Tuesday, November 4, 2014

Malt Shop Memories Cruise—the British Invasion

Those of us who were teens in the 60s remember when groups from Great Britain burst onto the scene and changed the sound of rock and roll—at least temporarily. For me, the Beatles weren’t a big deal, but when I had the opportunity to attend a Herman’s Hermits concert, I jumped on it. Opening for them were the Righteous Brothers and their singing was terrific. Unfortunately, when Herman’s Hermits, led by Peter Noone, took the stage thousands of teenybopper girls began to scream. Loudly. And they kept it up the entire set.

Now, nearly fifty years later, I finally got to actually hear Peter Noone and Herman’s Hermits on stage aboard the Malt Shop Memories Cruise. He’s just as cute as he was back in 1965—I wish I’d aged that well—and he’s quite a showman. Noone quipped that he often gets mistaken for Nick Nolte and that he’s the love child of Elton John and Mick Jagger. It’s all in fun and he obviously doesn’t take himself seriously. However, his band and especially his vocals were seriously good. Back in the day they sold 18 million records and even today it’s pretty obvious why.

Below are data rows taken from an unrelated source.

// SPDX-License-Identifier: Apache-2.0 OR MIT
// Copyright (c) 2025-2026 naskel.com

//! Simulated FNCC: the bus watchdog inside the FNDH.

use std::collections::BTreeSet;
use std::time::Instant;

use crate::device::registers::{self, Field};
use crate::transport::RegisterView;

use super::SimDevice;

/// A simulated FNCC serving register map revision 1. Read-only apart from
/// the traffic itself; the test bench sets `status` to fake bus faults.
pub struct SimFncc {
    /// Modbus station address.
    pub modbus_address: u8,
    /// Bus health status register value.
    pub status: u16,
    /// Value dialled on the FNDH field-node switch.
    pub field_node_number: u16,
    chipid: [u8; 16],
    started: Instant,
}

impl SimFncc {
    /// A healthy FNCC.
    #[must_use]
    pub fn new(modbus_address: u8) -> Self {
        SimFncc {
            modbus_address,
            status: 0,
            field_node_number: 1,
            chipid: *b"FNCC-SIM-0000001",
            started: Instant::now(),
        }
    }
}

impl SimDevice for SimFncc {
    fn address(&self) -> u8 {
        self.modbus_address
    }

    fn build_view(&mut self) -> RegisterView {
        let mut view = RegisterView::new();
        for def in registers::FNCC_POLL_1 {
            match def.field {
                Field::Mbrv => view.insert(def.number, 1),
                Field::PcbRev => view.insert(def.number, 1),
                Field::CpuId => view.insert_run(def.number, &[0x0001, 0x86A2]),
                Field::ChipId => {
                    let words: Vec<u16> = self
                        .chipid
                        .chunks_exact(2)
                        .map(|p| (u16::from(p[0]) << 8) | u16::from(p[1]))
                        .collect();
                    view.insert_run(def.number, &words);
                }
                Field::FirmwareVersion => view.insert(def.number, 1),
                Field::Uptime => {
                    let uptime = self.started.elapsed().as_secs() as u32;
                    view.insert_run(def.number, &[(uptime >> 16) as u16, (uptime & 0xFFFF) as u16]);
                }
                Field::AddressEcho => view.insert(def.number, u16::from(self.modbus_address)),
                Field::FnccStatus => view.insert(def.number, self.status),
                Field::FieldNodeNumber => view.insert(def.number, self.field_node_number),
                _ => {}
            }
        }
        view
    }

    fn apply(&mut self, _view: &RegisterView, _read: &BTreeSet<u16>, _written: &BTreeSet<u16>) {}
}
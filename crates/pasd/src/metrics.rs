// SPDX-License-Identifier: Apache-2.0 OR MIT
// Copyright (c) 2025-2026 naskel.com

//! Metrics-sink contract.
//!
//! Once per poll cycle the orchestrator emits a flat batch of
//! `(path, (timestamp, value))` samples. Paths follow the hierarchy
//! `pasd.<domain>.<device>.<field>`, e.g.
//! `pasd.fieldtest.sb02.port07.current`. The sink itself (a carbon relay
//! in production) is an external collaborator.

use std::fmt;

/// One metric sample.
#[derive(Debug, Clone, PartialEq)]
pub struct MetricPoint {
    /// Dotted metric path.
    pub path: String,
    /// Unix timestamp of the reading.
    pub timestamp: f64,
    /// Sample value.
    pub value: f64,
}

impl MetricPoint {
    /// Build a sample.
    #[must_use]
    pub fn new(path: impl Into<String>, timestamp: f64, value: f64) -> Self {
        MetricPoint { path: path.into(), timestamp, value }
    }
}

/// A failed batch send. Batches are fire-and-forget: failures are logged
/// and the data dropped, never retried.
#[derive(Debug, Clone)]
pub struct MetricsError {
    /// What the sink reported.
    pub message: String,
}

impl fmt::Display for MetricsError {
    fn fmt(&self, f: &mut fmt::Formatter<'_>) -> fmt::Result {
        write!(f, "metrics sink: {}", self.message)
    }
}

impl std::error::Error for MetricsError {}

/// Batch receiver for metric samples.
pub trait MetricsSink: Send {
    /// Deliver one batch.
    fn send(&mut self, batch: &[MetricPoint]) -> Result<(), MetricsError>;
}

/// A shared sink handle: lets a test keep reading what the station emits.
impl<S: MetricsSink> MetricsSink for std::sync::Arc<parking_lot::Mutex<S>> {
    fn send(&mut self, batch: &[MetricPoint]) -> Result<(), MetricsError> {
        self.lock().send(batch)
    }
}

/// Discards every batch. The default when no sink is configured.
#[derive(Debug, Default)]
pub struct NullSink;

impl MetricsSink for NullSink {
    fn send(&mut self, _batch: &[MetricPoint]) -> Result<(), MetricsError> {
        Ok(())
    }
}

/// Buffers every batch in memory; used by the test suite.
#[derive(Debug, Default)]
pub struct VecSink {
    /// All delivered batches, oldest first.
    pub batches: Vec<Vec<MetricPoint>>,
}

impl MetricsSink for VecSink {
    fn send(&mut self, batch: &[MetricPoint]) -> Result<(), MetricsError> {
        self.batches.push(batch.to_vec());
        Ok(())
    }
}

/// Path builder rooted at `pasd.<domain>`.
#[derive(Debug, Clone)]
pub struct MetricPath {
    domain: String,
}

impl MetricPath {
    /// A builder for the given domain (e.g. `fieldtest`).
    #[must_use]
    pub fn new(domain: &str) -> Self {
        MetricPath { domain: domain.to_string() }
    }

    /// `pasd.<domain>.fndh.<field>`
    #[must_use]
    pub fn fndh(&self, field: &str) -> String {
        format!("pasd.{}.fndh.{field}", self.domain)
    }

    /// `pasd.<domain>.fndh.portNN.<field>`
    #[must_use]
    pub fn fndh_port(&self, port: u8, field: &str) -> String {
        format!("pasd.{}.fndh.port{port:02}.{field}", self.domain)
    }

    /// `pasd.<domain>.sbNN.<field>`
    #[must_use]
    pub fn smartbox(&self, address: u8, field: &str) -> String {
        format!("pasd.{}.sb{address:02}.{field}", self.domain)
    }

    /// `pasd.<domain>.sbNN.portMM.<field>`
    #[must_use]
    pub fn smartbox_port(&self, address: u8, port: u8, field: &str) -> String {
        format!("pasd.{}.sb{address:02}.port{port:02}.{field}", self.domain)
    }

    /// `pasd.<domain>.sbNN.sensorMM.<field>`
    #[must_use]
    pub fn smartbox_sensor(&self, address: u8, sensor: u8, field: &str) -> String {
        format!("pasd.{}.sb{address:02}.sensor{sensor:02}.{field}", self.domain)
    }
}
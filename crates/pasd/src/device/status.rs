// SPDX-License-Identifier: Apache-2.0 OR MIT
// Copyright (c) 2025-2026 naskel.com

//! Status and indicator codes shared by the field devices.
//!
//! `Unknown` is internal only: it means "never polled" and can never be
//! decoded from hardware.

use std::fmt;

/// System status from the `SYS_STATUS` register.
#[derive(Debug, Clone, Copy, PartialEq, Eq, Default)]
pub enum StatusCode {
    /// No contact with the hardware yet.
    #[default]
    Unknown,
    /// Initialised, system health OK.
    Ok,
    /// At least one sensor in WARNING, none in ALARM or RECOVERY.
    Warning,
    /// At least one sensor in ALARM.
    Alarm,
    /// At least one sensor in RECOVERY, none in ALARM.
    Recovery,
    /// Thresholds not yet written; outputs disabled.
    Uninitialised,
    /// Local technician requested a full 48 V power-down (long press).
    Powerdown,
}

impl StatusCode {
    /// Decode the raw register value. Out-of-range values decode to
    /// `Unknown` and are logged by the caller.
    #[must_use]
    pub fn from_raw(raw: u16) -> Self {
        match raw {
            0 => StatusCode::Ok,
            1 => StatusCode::Warning,
            2 => StatusCode::Alarm,
            3 => StatusCode::Recovery,
            4 => StatusCode::Uninitialised,
            5 => StatusCode::Powerdown,
            _ => StatusCode::Unknown,
        }
    }

    /// The raw register value, `-1` for the internal `Unknown`.
    #[must_use]
    pub fn as_i8(self) -> i8 {
        match self {
            StatusCode::Unknown => -1,
            StatusCode::Ok => 0,
            StatusCode::Warning => 1,
            StatusCode::Alarm => 2,
            StatusCode::Recovery => 3,
            StatusCode::Uninitialised => 4,
            StatusCode::Powerdown => 5,
        }
    }

    /// True for any state worth flagging in the poll loop.
    #[must_use]
    pub fn is_abnormal(self) -> bool {
        !matches!(self, StatusCode::Ok)
    }
}

impl fmt::Display for StatusCode {
    fn fmt(&self, f: &mut fmt::Formatter<'_>) -> fmt::Result {
        let name = match self {
            StatusCode::Unknown => "UNKNOWN",
            StatusCode::Ok => "OK",
            StatusCode::Warning => "WARNING",
            StatusCode::Alarm => "ALARM",
            StatusCode::Recovery => "RECOVERY",
            StatusCode::Uninitialised => "UNINITIALISED",
            StatusCode::Powerdown => "POWERDOWN",
        };
        f.write_str(name)
    }
}

/// FNCC (communications microcontroller) status. The FNCC watches the
/// shared serial bus from inside the FNDH and reports line faults.
#[derive(Debug, Clone, Copy, PartialEq, Eq, Default)]
pub enum FnccStatus {
    /// No contact with the hardware yet.
    #[default]
    Unknown,
    /// System health OK.
    Ok,
    /// Bridge module being reset; should never be observed over the bus.
    Reset,
    /// UART framing error seen on the shared bus.
    ModbusFrameError,
    /// Hardware timer tripped: a receive line held low too long.
    ModbusStuck,
    /// Both the framing error and the stuck-line timer have fired.
    ModbusFrameErrorStuck,
}

impl FnccStatus {
    /// Decode the raw register value.
    #[must_use]
    pub fn from_raw(raw: u16) -> Self {
        match raw {
            0 => FnccStatus::Ok,
            1 => FnccStatus::Reset,
            2 => FnccStatus::ModbusFrameError,
            3 => FnccStatus::ModbusStuck,
            4 => FnccStatus::ModbusFrameErrorStuck,
            _ => FnccStatus::Unknown,
        }
    }
}

impl fmt::Display for FnccStatus {
    fn fmt(&self, f: &mut fmt::Formatter<'_>) -> fmt::Result {
        let name = match self {
            FnccStatus::Unknown => "STATUS_UNKNOWN",
            FnccStatus::Ok => "STATUS_OK",
            FnccStatus::Reset => "STATUS_RESET",
            FnccStatus::ModbusFrameError => "STATE_MODBUS_FRAME_ERROR",
            FnccStatus::ModbusStuck => "STATE_MODBUS_STUCK",
            FnccStatus::ModbusFrameErrorStuck => "STATE_MODBUS_FRAME_ERROR_STUCK",
        };
        f.write_str(name)
    }
}

/// Front-panel indicator LED state, from the low byte of `SYS_LIGHTS`.
///
/// Colour x flash-pattern matrix plus the alternating recovery patterns.
#[derive(Debug, Clone, Copy, PartialEq, Eq, Default)]
#[allow(missing_docs)] // variant names are the firmware's own vocabulary
pub enum IndicatorCode {
    #[default]
    Unknown,
    Off,
    Green,
    GreenSlow,
    GreenFast,
    GreenVFast,
    GreenDotDash,
    Yellow,
    YellowSlow,
    YellowFast,
    YellowVFast,
    YellowDotDash,
    Red,
    RedSlow,
    RedFast,
    RedVFast,
    RedDotDash,
    YellowRed,
    YellowRedSlow,
    GreenRed,
}

impl IndicatorCode {
    /// Decode the low byte of `SYS_LIGHTS`.
    #[must_use]
    pub fn from_raw(raw: u8) -> Self {
        match raw {
            0 => IndicatorCode::Off,
            10 => IndicatorCode::Green,
            11 => IndicatorCode::GreenSlow,
            12 => IndicatorCode::GreenFast,
            13 => IndicatorCode::GreenVFast,
            14 => IndicatorCode::GreenDotDash,
            20 => IndicatorCode::Yellow,
            21 => IndicatorCode::YellowSlow,
            22 => IndicatorCode::YellowFast,
            23 => IndicatorCode::YellowVFast,
            24 => IndicatorCode::YellowDotDash,
            30 => IndicatorCode::Red,
            31 => IndicatorCode::RedSlow,
            32 => IndicatorCode::RedFast,
            33 => IndicatorCode::RedVFast,
            34 => IndicatorCode::RedDotDash,
            40 => IndicatorCode::YellowRed,
            41 => IndicatorCode::YellowRedSlow,
            50 => IndicatorCode::GreenRed,
            _ => IndicatorCode::Unknown,
        }
    }

    /// The raw code value, `-1` for the internal `Unknown`.
    #[must_use]
    pub fn as_i8(self) -> i8 {
        match self {
            IndicatorCode::Unknown => -1,
            IndicatorCode::Off => 0,
            IndicatorCode::Green => 10,
            IndicatorCode::GreenSlow => 11,
            IndicatorCode::GreenFast => 12,
            IndicatorCode::GreenVFast => 13,
            IndicatorCode::GreenDotDash => 14,
            IndicatorCode::Yellow => 20,
            IndicatorCode::YellowSlow => 21,
            IndicatorCode::YellowFast => 22,
            IndicatorCode::YellowVFast => 23,
            IndicatorCode::YellowDotDash => 24,
            IndicatorCode::Red => 30,
            IndicatorCode::RedSlow => 31,
            IndicatorCode::RedFast => 32,
            IndicatorCode::RedVFast => 33,
            IndicatorCode::RedDotDash => 34,
            IndicatorCode::YellowRed => 40,
            IndicatorCode::YellowRedSlow => 41,
            IndicatorCode::GreenRed => 50,
        }
    }
}

impl fmt::Display for IndicatorCode {
    fn fmt(&self, f: &mut fmt::Formatter<'_>) -> fmt::Result {
        // The names are the uppercase firmware spellings.
        let name = match self {
            IndicatorCode::Unknown => "UNKNOWN",
            IndicatorCode::Off => "OFF",
            IndicatorCode::Green => "GREEN",
            IndicatorCode::GreenSlow => "GREENSLOW",
            IndicatorCode::GreenFast => "GREENFAST",
            IndicatorCode::GreenVFast => "GREENVFAST",
            IndicatorCode::GreenDotDash => "GREENDOTDASH",
            IndicatorCode::Yellow => "YELLOW",
            IndicatorCode::YellowSlow => "YELLOWSLOW",
            IndicatorCode::YellowFast => "YELLOWFAST",
            IndicatorCode::YellowVFast => "YELLOWVFAST",
            IndicatorCode::YellowDotDash => "YELLOWDOTDASH",
            IndicatorCode::Red => "RED",
            IndicatorCode::RedSlow => "REDSLOW",
            IndicatorCode::RedFast => "REDFAST",
            IndicatorCode::RedVFast => "REDVFAST",
            IndicatorCode::RedDotDash => "REDDOTDASH",
            IndicatorCode::YellowRed => "YELLOWRED",
            IndicatorCode::YellowRedSlow => "YELLOWREDSLOW",
            IndicatorCode::GreenRed => "GREENRED",
        };
        f.write_str(name)
    }
}

#[cfg(test)]
mod tests {
    use super::*;

    #[test]
    fn status_codes_map_both_ways() {
        for raw in 0..=5u16 {
            let code = StatusCode::from_raw(raw);
            assert_eq!(code.as_i8() as u16, raw);
        }
        assert_eq!(StatusCode::from_raw(99), StatusCode::Unknown);
        assert_eq!(StatusCode::Unknown.as_i8(), -1);
    }

    #[test]
    fn indicator_codes_map_both_ways() {
        for raw in 0..=255u8 {
            let code = IndicatorCode::from_raw(raw);
            if code != IndicatorCode::Unknown {
                assert_eq!(code.as_i8() as u8, raw);
            }
        }
    }

    #[test]
    fn fncc_codes() {
        assert_eq!(FnccStatus::from_raw(3), FnccStatus::ModbusStuck);
        assert_eq!(FnccStatus::from_raw(4), FnccStatus::ModbusFrameErrorStuck);
        assert_eq!(FnccStatus::from_raw(17), FnccStatus::Unknown);
    }
}
// SPDX-License-Identifier: Apache-2.0 OR MIT
// Copyright (c) 2025-2026 naskel.com

//! Firmware upload over the command envelope.
//!
//! The PIC24 executes 24-bit instructions that hex files store as 4-byte
//! groups with a phantom upper byte. Three consecutive instructions
//! I0..I2, each (L, M, U), pack into five 16-bit registers:
//!
//! ```text
//! R0 = M0 | L0 << 8
//! R1 = L1 | U0 << 8
//! R2 = U1 | M1 << 8
//! R3 = M2 | L2 << 8
//! R4 = U2            (high byte unused)
//! ```
//!
//! in register little-endian terms: the packed byte stream is simply
//! L0 M0 U0 L1 M1 U1 ... laid into the segment buffer.
//!
//! A chunk carries at most 80 instructions (320 source bytes, 240 packed
//! bytes). Upload runs ERASE, one WRITE_SEGMENT per chunk, VERIFY with the
//! chunk count, UPDATE, then RESET; any non-zero result aborts with the
//! failing step named.

use crate::transport::{Connection, TransportError};

use super::envelope::{execute, read_result, Command, CommandFrame, ResultCode};
use super::{CommandError, CommandResult};

/// One contiguous run of firmware bytes from the image file.
#[derive(Debug, Clone)]
pub struct Segment {
    /// Byte address of the run (hex-file addressing: 4 bytes per
    /// instruction, so instruction addresses advance by 2).
    pub address: u32,
    /// The run's bytes; length must be a multiple of 4 and every fourth
    /// byte is the phantom upper byte.
    pub data: Vec<u8>,
}

/// Source bytes per WRITE_SEGMENT chunk (80 instructions).
pub const CHUNK_SOURCE_BYTES: usize = 320;

/// Word (instruction-address) stride per chunk.
const CHUNK_ADDRESS_WORDS: u32 = 160;

/// Segments at or above this byte address hold the dual-partition boot
/// configuration and must never be rewritten.
pub const BOOT_CONFIG_FLOOR: u32 = 0x0100_3000;

/// Pack one chunk of source bytes into `frame`'s segment buffer and set
/// its address words. Returns the number of payload words to transmit.
fn pack_chunk(frame: &mut CommandFrame, address_words: u32, chunk: &[u8]) -> CommandResult<usize> {
    if chunk.len() % 4 != 0 {
        return Err(CommandError::BadSegment(format!(
            "chunk length {} is not a multiple of 4",
            chunk.len()
        )));
    }
    if chunk.len() > CHUNK_SOURCE_BYTES {
        return Err(CommandError::BadSegment(format!("chunk length {} exceeds 320", chunk.len())));
    }

    let mut j = 0usize;
    {
        let segment = frame.segment_mut();
        for group in chunk.chunks_exact(4) {
            segment[j] = group[0];
            segment[j + 1] = group[1];
            segment[j + 2] = group[2];
            j += 3;
        }
    }
    // Two address words precede the data; round the packed bytes up to a
    // whole word.
    let num_words = 2 + (j + 1) / 2;

    let address_low = (address_words & 0xFFFF) as u16;
    let address_high_count = ((address_words >> 16) as u16) | (((num_words as u16) - 2) << 8);
    frame.set_address_words(address_low, address_high_count);
    Ok(num_words)
}

/// Upload a firmware image and commit it, returning the number of chunks
/// written. Segments in the boot-configuration region are skipped.
pub fn upload(conn: &Connection, modbus_address: u8, segments: &[Segment]) -> CommandResult<u32> {
    log::info!("station {modbus_address}: erasing for firmware update");
    execute(conn, modbus_address, &CommandFrame::new(Command::Erase), 0, "ERASE")?;

    let mut chunks_written: u32 = 0;
    for segment in segments {
        if segment.address >= BOOT_CONFIG_FLOOR {
            log::warn!(
                "skipping segment at 0x{:07X}: boot configuration region",
                segment.address
            );
            continue;
        }
        if segment.data.len() % 4 != 0 {
            return Err(CommandError::BadSegment(format!(
                "segment at 0x{:07X} has length {}",
                segment.address,
                segment.data.len()
            )));
        }

        let mut address_words = segment.address >> 1;
        for chunk in segment.data.chunks(CHUNK_SOURCE_BYTES) {
            let mut frame = CommandFrame::new(Command::WriteSegment);
            let num_words = pack_chunk(&mut frame, address_words, chunk)?;
            log::debug!(
                "writing chunk at word address 0x{address_words:06X} ({} source bytes)",
                chunk.len()
            );
            execute(conn, modbus_address, &frame, num_words, "WRITE_SEGMENT")?;
            chunks_written += 1;
            address_words += CHUNK_ADDRESS_WORDS;
        }
    }

    log::info!("{chunks_written} chunks written, verifying");
    let mut verify = CommandFrame::new(Command::Verify);
    {
        let segment = verify.segment_mut();
        segment[0] = (chunks_written & 0xFF) as u8;
        segment[1] = ((chunks_written >> 8) & 0xFF) as u8;
        segment[2] = ((chunks_written >> 16) & 0xFF) as u8;
        segment[3] = (chunks_written >> 24) as u8;
    }
    // Two zero address words plus the two count words.
    execute(conn, modbus_address, &verify, 4, "VERIFY")?;

    log::info!("verify ok, committing update");
    execute(conn, modbus_address, &CommandFrame::new(Command::Update), 0, "UPDATE")?;

    log::info!("update ok, resetting");
    let reset = CommandFrame::new(Command::Reset);
    reset.send(conn, modbus_address, 0)?;
    // The device reboots on RESET; no answer counts as success.
    match read_result(conn, modbus_address) {
        Ok(ResultCode::Ok) | Err(CommandError::Transport(TransportError::NoReply)) => {
            Ok(chunks_written)
        }
        Ok(code) => Err(CommandError::Failed { step: "RESET", code }),
        Err(e) => Err(e),
    }
}

#[cfg(test)]
mod tests {
    use super::*;

    #[test]
    fn packing_matches_the_documented_layout() {
        // Three instructions (L,M,U) = (0x01,0x02,0x03), (0x11,0x12,0x13),
        // (0x21,0x22,0x23), phantom bytes zero.
        let chunk = [
            0x01, 0x02, 0x03, 0x00, //
            0x11, 0x12, 0x13, 0x00, //
            0x21, 0x22, 0x23, 0x00,
        ];
        let mut frame = CommandFrame::new(Command::WriteSegment);
        let words = pack_chunk(&mut frame, 0x0000_1000, &chunk).unwrap();
        // 9 packed bytes round up to 5 data words, plus 2 address words.
        assert_eq!(words, 7);

        let regs = frame.registers(words);
        // regs[0..2] are the CRC words, regs[2..4] the address words.
        assert_eq!(regs[2], 0x1000);
        assert_eq!(regs[3], (words as u16 - 2) << 8);
        // R0 = M0|L0<<8 in big-endian byte terms; as a little-endian
        // register value that is L0 | M0<<8 reversed: 0x0201.
        assert_eq!(regs[4], 0x0201);
        assert_eq!(regs[5], 0x1103); // U0, L1
        assert_eq!(regs[6], 0x1312); // M1, U1
        assert_eq!(regs[7], 0x2221); // L2, M2
        assert_eq!(regs[8], 0x0023); // U2, unused high byte
    }

    #[test]
    fn full_chunk_word_count() {
        let chunk = vec![0u8; CHUNK_SOURCE_BYTES];
        let mut frame = CommandFrame::new(Command::WriteSegment);
        let words = pack_chunk(&mut frame, 0, &chunk).unwrap();
        // 240 packed bytes = 120 data words + 2 address words.
        assert_eq!(words, 122);
    }

    #[test]
    fn unaligned_chunk_rejected() {
        let mut frame = CommandFrame::new(Command::WriteSegment);
        assert!(matches!(
            pack_chunk(&mut frame, 0, &[1, 2, 3]),
            Err(CommandError::BadSegment(_))
        ));
    }

    #[test]
    fn address_words_split() {
        let mut frame = CommandFrame::new(Command::WriteSegment);
        let chunk = [0u8; 8];
        // Byte address 0x2_0000 -> word address 0x1_0000: high bit lands in
        // the high-count register's low byte.
        let words = pack_chunk(&mut frame, 0x0002_0000u32 >> 1, &chunk).unwrap();
        let regs = frame.registers(words);
        assert_eq!(regs[2], 0x0000);
        assert_eq!(regs[3] & 0x00FF, 0x0001);
    }
}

Noone’s musical versatility ranged from covers of songs by Johnny Cash, the Monkees, the Rolling Stones, and Tom Jones to classics like Two Silhouettes on the Shade and Wonderful World. I particularly enjoyed, Mrs. Brown You’ve Got a Lovely Daughter, A Kind of Hush All Over the World, and the rousing I’m Henry the Eighth. That last tune brought the audience to their feet to sing along.

Moving from Great Britain to New Jersey, our first night on board ended with a Vegas-style show by former Saturday Night Live cast member Joe Piscopo, who does a mean Sinatra imitation. He opened by saluting our military and invited an Army veteran onstage to hold a flag that had flown in Iraq while he led the audience in The Star Spangled Banner as Sinatra would have performed it. After his serious start, he moved on to comedy and even showed a clip of himself as Sinatra and Eddie Murphy as Stevie Wonder in a Saturday Night Live skit.

It was a late ending to a very fulfilling—and most entertaining—day.